I have a table in Snowflake. One of the columns in the table is called obj_key
(object key).
The table size is very large (in TBs), so performance is desirable.
Now, a new entry is added to the table everytime an update on an object is done. The newly inserted row has the same obj_key
, but a different entry in the time_modified
column.
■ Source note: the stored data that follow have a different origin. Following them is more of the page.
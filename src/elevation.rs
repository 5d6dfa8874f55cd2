//! Privilege elevation for enforcer commands
//!
//! ufw refuses to run without root. Scheduled sweeps normally run as root and
//! execute the enforcer directly; an operator adding a rule from a normal shell
//! gets the command wrapped in an elevation helper.
//!
//! # Elevation Strategy
//!
//! - **Root**: run the program directly
//! - **Preferred**: `run0` when available (systemd v256+, no SUID)
//! - **Terminal fallback**: `sudo`
//!
//! # Environment Variables
//!
//! - `TTLFW_ELEVATION_METHOD`: Force a specific method (`sudo`, `run0`, `pkexec`, or
//!   `none`). Useful with sudoers NOPASSWD rules.
//! - `TTLFW_TEST_NO_ELEVATION`: Bypass elevation entirely (for testing only).
//!
//! # Security
//!
//! - Arguments are passed as argv, never through a shell
//! - Helper binaries are checked for availability before use

use std::io;
use tokio::process::Command;

/// Error type for privilege elevation operations
#[derive(Debug, thiserror::Error)]
pub enum ElevationError {
    /// Requested elevation method is not available (binary not found)
    #[error("Elevation method '{0}' is not available (binary not found)")]
    MethodNotAvailable(String),

    /// Invalid value for `TTLFW_ELEVATION_METHOD`
    #[error("Invalid TTLFW_ELEVATION_METHOD '{0}'. Valid options: sudo, run0, pkexec, none")]
    InvalidMethod(String),

    /// Not root, no run0, and no terminal to prompt on
    #[error("Root privileges required: run as root or set TTLFW_ELEVATION_METHOD")]
    NoInteractiveElevation,

    /// Generic I/O error
    #[error("I/O error: {0}")]
    Io(#[from] io::Error),
}

/// Checks if a binary exists in PATH
fn binary_exists(name: &str) -> bool {
    std::env::var_os("PATH")
        .and_then(|paths| {
            std::env::split_paths(&paths).find_map(|dir| {
                let full_path = dir.join(name);
                if full_path.is_file() {
                    Some(full_path)
                } else {
                    None
                }
            })
        })
        .is_some()
}

fn wrapped(helper: &str, program: &str, args: &[&str]) -> Command {
    let mut cmd = Command::new(helper);
    cmd.arg(program).args(args);
    cmd
}

fn direct(program: &str, args: &[&str]) -> Command {
    let mut cmd = Command::new(program);
    cmd.args(args);
    cmd
}

/// Builds a command that runs `program` with root privileges.
///
/// # Errors
///
/// Returns `Err` if the forced method is unknown or missing, or if no
/// non-interactive route to root exists.
pub fn create_elevated_command(program: &str, args: &[&str]) -> Result<Command, ElevationError> {
    use std::os::fd::AsFd;

    // 1. Strict Test Mode Override (Highest Priority)
    if std::env::var("TTLFW_TEST_NO_ELEVATION").is_ok() {
        return Ok(direct(program, args));
    }

    // 2. Explicit elevation method override
    if let Ok(method) = std::env::var("TTLFW_ELEVATION_METHOD") {
        let method = method.to_lowercase();
        if !method.is_empty() {
            return match method.as_str() {
                "none" => Ok(direct(program, args)),
                "sudo" | "run0" | "pkexec" => {
                    if !binary_exists(&method) {
                        return Err(ElevationError::MethodNotAvailable(method));
                    }
                    Ok(wrapped(&method, program, args))
                }
                _ => Err(ElevationError::InvalidMethod(method)),
            };
        }
    }

    // 3. Direct Root Execution (cron, systemd timers)
    if nix::unistd::getuid().is_root() {
        return Ok(direct(program, args));
    }

    // 4. Automatic detection
    if binary_exists("run0") {
        return Ok(wrapped("run0", program, args));
    }

    let is_atty = nix::unistd::isatty(std::io::stdin().as_fd()).unwrap_or(false);
    if is_atty && binary_exists("sudo") {
        Ok(wrapped("sudo", program, args))
    } else {
        Err(ElevationError::NoInteractiveElevation)
    }
}
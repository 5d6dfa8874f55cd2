//! ttlfw - Time-limited firewall rules
//!
//! Adds a rule to `ufw` with a time-to-live and removes it again once a later
//! `ttlfw clean` finds it expired.
//!
//! # Usage
//!
//! ```bash
//! ttlfw add "deny from 9.9.9.9"              # Insert at position 1 for 30 days
//! ttlfw add "allow 22/tcp" -t "2h" -p 3      # Custom TTL and position
//! ttlfw add "allow 80" -t "2030-01-01 12:00" # Absolute expiration
//! ttlfw status                               # List tracked rules
//! ttlfw status --format json
//! ttlfw clean                                # Sweep expired rules (run from cron)
//! ```

use chrono::Local;
use clap::{Parser, Subcommand, ValueEnum};
use std::path::PathBuf;
use std::process::ExitCode;
use ttlfw::audit::AuditLog;
use ttlfw::config::{self, AppConfig};
use ttlfw::core::add::Adder;
use ttlfw::core::executor::{FirewallExecutor, InsertOutcome};
use ttlfw::core::ledger::UpsertOutcome;
use ttlfw::core::lock::{ProcessLock, ProcfsLiveness};
use ttlfw::core::sweep::Sweeper;
use ttlfw::core::ttl::HumanTtlResolver;
use ttlfw::utils::format_local;
use ttlfw::{Error, Expiry, Ledger, MatchPolicy};

shadow_rs::shadow!(build);

#[derive(Parser)]
#[command(name = "ttlfw", version = build::CLAP_LONG_VERSION)]
#[command(about = "Time-limited firewall rules for ufw", long_about = None)]
struct Cli {
    /// Config file (default: /etc/ttlfw/config.json, then ~/.config/ttlfw/config.json)
    #[arg(long, global = true, value_name = "PATH")]
    config: Option<PathBuf>,
    /// Rules ledger, overriding the configured path
    #[arg(long, global = true, value_name = "PATH")]
    ledger: Option<PathBuf>,
    /// Sweep lock file, overriding the configured path
    #[arg(long, global = true, value_name = "PATH")]
    lock: Option<PathBuf>,
    /// More log output on stderr (-v info, -vv debug, -vvv trace)
    #[arg(short, long, global = true, action = clap::ArgAction::Count)]
    verbose: u8,
    #[command(subcommand)]
    command: Commands,
}

#[derive(Subcommand)]
enum Commands {
    /// List tracked rules and when they expire
    Status {
        #[arg(short, long, value_enum, default_value_t = StatusFormat::Text)]
        format: StatusFormat,
    },
    /// Delete expired rules from the firewall and the ledger
    Clean,
    /// Add a rule with a time-to-live
    Add {
        /// Rule in ufw syntax, e.g. "deny from 9.9.9.9"
        rule: String,
        /// Firewall position to insert at (default from config, usually 1)
        #[arg(short, long, value_parser = clap::value_parser!(u32).range(1..))]
        position: Option<u32>,
        /// Relative ("30 days", "2h 30min") or absolute ("2030-01-01 12:00") expiration
        #[arg(short, long)]
        ttl: Option<String>,
        /// How an existing ledger entry is recognised (substring or exact)
        #[arg(long = "match", value_name = "POLICY")]
        match_policy: Option<MatchPolicy>,
    },
}

#[derive(Clone, Copy, ValueEnum)]
enum StatusFormat {
    Text,
    Json,
}

fn main() -> ExitCode {
    let cli = Cli::parse();
    init_tracing(cli.verbose);

    let runtime = match tokio::runtime::Builder::new_current_thread()
        .enable_all()
        .build()
    {
        Ok(runtime) => runtime,
        Err(e) => {
            eprintln!("Error: failed to start runtime: {e}");
            return ExitCode::FAILURE;
        }
    };

    match runtime.block_on(handle_cli(cli)) {
        Ok(()) => ExitCode::SUCCESS,
        Err(e) => {
            eprintln!("Error: {e}");
            ExitCode::FAILURE
        }
    }
}

fn init_tracing(verbosity: u8) {
    let level = match verbosity {
        0 => tracing::Level::WARN,
        1 => tracing::Level::INFO,
        2 => tracing::Level::DEBUG,
        _ => tracing::Level::TRACE,
    };
    tracing_subscriber::fmt()
        .with_max_level(level)
        .with_target(false)
        .with_writer(std::io::stderr)
        .init();
}

async fn handle_cli(cli: Cli) -> ttlfw::Result<()> {
    let mut config = config::load_config(cli.config.as_deref())?;
    if let Some(path) = cli.ledger {
        config.ledger_path = path;
    }
    if let Some(path) = cli.lock {
        config.lock_path = path;
    }
    let audit = AuditLog::from_config(&config);

    match cli.command {
        Commands::Status { format } => status(&config, format),
        Commands::Clean => clean(&config, audit.as_ref()).await,
        Commands::Add {
            rule,
            position,
            ttl,
            match_policy,
        } => {
            let position = position.unwrap_or(config.default_position);
            let ttl = ttl.unwrap_or_else(|| config.default_ttl.clone());
            let policy = match_policy.unwrap_or(config.match_policy);
            add(&config, audit.as_ref(), &rule, position, &ttl, policy).await
        }
    }
}

fn executor(config: &AppConfig) -> FirewallExecutor {
    if config.elevate && !ttlfw::utils::is_root() {
        eprintln!("Note: Not running as root. Will use run0/sudo for firewall changes.");
    }
    FirewallExecutor::new(config.firewall_command.clone())
        .with_timeout(config.command_timeout())
        .with_elevation(config.elevate)
}

fn describe_expiry(expires_at: Expiry) -> String {
    expires_at
        .to_local()
        .map_or_else(|| expires_at.to_string(), |at| format_local(&at))
}

fn status(config: &AppConfig, format: StatusFormat) -> ttlfw::Result<()> {
    let records = Ledger::new(config.ledger_path.clone()).load()?;

    match format {
        StatusFormat::Json => {
            let json = serde_json::to_string_pretty(&records).map_err(std::io::Error::from)?;
            println!("{json}");
        }
        StatusFormat::Text => {
            if records.is_empty() {
                println!("No rules to display");
                return Ok(());
            }
            println!("Expiration\t\tRule");
            println!("{}", "=".repeat(80));
            for record in &records {
                println!("{}\t{}", describe_expiry(record.expires_at), record.rule_text);
            }
        }
    }
    Ok(())
}

async fn clean(config: &AppConfig, audit: Option<&AuditLog>) -> ttlfw::Result<()> {
    let lock = ProcessLock::new(
        config.lock_path.clone(),
        ProcfsLiveness::new(config.lock_identity.clone()),
    );
    let sweeper = Sweeper::new(
        Ledger::new(config.ledger_path.clone()),
        executor(config),
        lock,
    );

    let report = match sweeper.run(Expiry::now()).await {
        Ok(report) => report,
        Err(Error::LockStale { path, owner }) => {
            if let Some(audit) = audit {
                audit.log_stale_lock(&owner).await;
            }
            return Err(Error::LockStale { path, owner });
        }
        Err(e) => return Err(e),
    };

    let stamp = format_local(&Local::now());
    for record in &report.deleted {
        println!("{stamp}\tdeleted rule\t{}", record.rule_text);
    }
    for record in &report.kept {
        println!("{stamp}\tskipped rule\t{}", record.rule_text);
    }
    for failed in &report.failed {
        println!(
            "{stamp}\tfailed to delete rule\t{}\t{}",
            failed.record.rule_text, failed.reason
        );
    }

    // Idle sweeps are not worth an audit entry
    if let Some(audit) = audit
        && !(report.deleted.is_empty() && report.failed.is_empty())
    {
        audit.log_sweep(&report).await;
    }
    Ok(())
}

async fn add(
    config: &AppConfig,
    audit: Option<&AuditLog>,
    rule: &str,
    position: u32,
    ttl: &str,
    policy: MatchPolicy,
) -> ttlfw::Result<()> {
    let adder = Adder::new(
        Ledger::new(config.ledger_path.clone()),
        executor(config),
        HumanTtlResolver,
    )
    .with_policy(policy);

    let result = adder.add(rule, position, ttl, Local::now()).await;
    if let Some(audit) = audit {
        match &result {
            Ok(report) => audit.log_insert(rule, position, Ok(report)).await,
            // Anything else failed before the enforcer was touched
            Err(e @ Error::FirewallCommandFailed { .. }) => {
                audit.log_insert(rule, position, Err(e.to_string())).await;
            }
            Err(_) => {}
        }
    }
    let report = result?;

    if let UpsertOutcome::Updated { count } = report.upsert {
        println!("Updated expiration of {count} tracked rule(s)");
    }
    if report.insert == InsertOutcome::Appended && position == 1 {
        println!("Firewall has no rules yet, appended instead of inserting");
    }
    println!(
        "Added '{}' until {}",
        report.record.rule_text,
        describe_expiry(report.record.expires_at)
    );
    Ok(())
}

#[cfg(test)]
mod tests {
    use super::*;
    use clap::CommandFactory;

    #[test]
    fn test_cli_definition() {
        Cli::command().debug_assert();
    }

    #[test]
    fn test_position_zero_is_usage_error() {
        let Err(err) = Cli::try_parse_from(["ttlfw", "add", "allow 22", "-p", "0"]) else {
            panic!("position 0 was accepted");
        };
        assert_eq!(err.kind(), clap::error::ErrorKind::ValueValidation);
        assert_eq!(err.exit_code(), 2);
    }

    #[test]
    fn test_add_arguments() {
        let cli = Cli::try_parse_from([
            "ttlfw", "add", "deny from 9.9.9.9", "-p", "3", "-t", "2h", "--match", "exact",
        ])
        .unwrap_or_else(|e| panic!("{e}"));

        match cli.command {
            Commands::Add {
                rule,
                position,
                ttl,
                match_policy,
            } => {
                assert_eq!(rule, "deny from 9.9.9.9");
                assert_eq!(position, Some(3));
                assert_eq!(ttl.as_deref(), Some("2h"));
                assert_eq!(match_policy, Some(MatchPolicy::Exact));
            }
            _ => panic!("expected add"),
        }
    }

    #[test]
    fn test_missing_subcommand_is_usage_error() {
        let Err(err) = Cli::try_parse_from(["ttlfw"]) else {
            panic!("no subcommand was accepted");
        };
        assert_eq!(err.exit_code(), 2);
    }
}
Suppose I want to fetch distinct obj_key
from the table, subject to certain conditions.
There are three approaches which I have:
Approach 1:
SELECT obj_key
FROM my_table
WHERE some_condition
GROUP BY obj_key;
Approach 2:
SELECT distinct(obj_key)
FROM my_table
WHERE some_condition;
Approach 3:
SELECT obj_key
FROM my_table
WHERE some_condition
QUALIFY ROW_NUMBER() OVER (PARTITION BY obj_key ORDER BY obj_key) = 1;
So essentially my question boils down to these:
I had read that distinct
on multiple columns is performed by group_by(col1, col2, ..., col n)
. So how does the performance differ on the two (if it does)?
Since PARTITION BY
also requires an ORDER BY
, does it not drastically reduce the performance?
I'd love if someone could provide the nitty-gritties of how these queries run on SnowFlake.
First two queries can be executed with same execution plan, based on cardinality expectation of Snowflake.
Your third approach will use a window function operator, and it would probably take more time.
As you have the dataset, I would HIGHLY recommend you to do your own tests, and observe the execution plans and the performance:
https://docs.snowflake.com/en/user-guide/ui-query-profile.html#how-to-access-query-profile
Actually, I did some tests with SNOWFLAKE_SAMPLE_DATA database, and I can see that first two queries are executed with same execution plan, and perform better than 3rd query.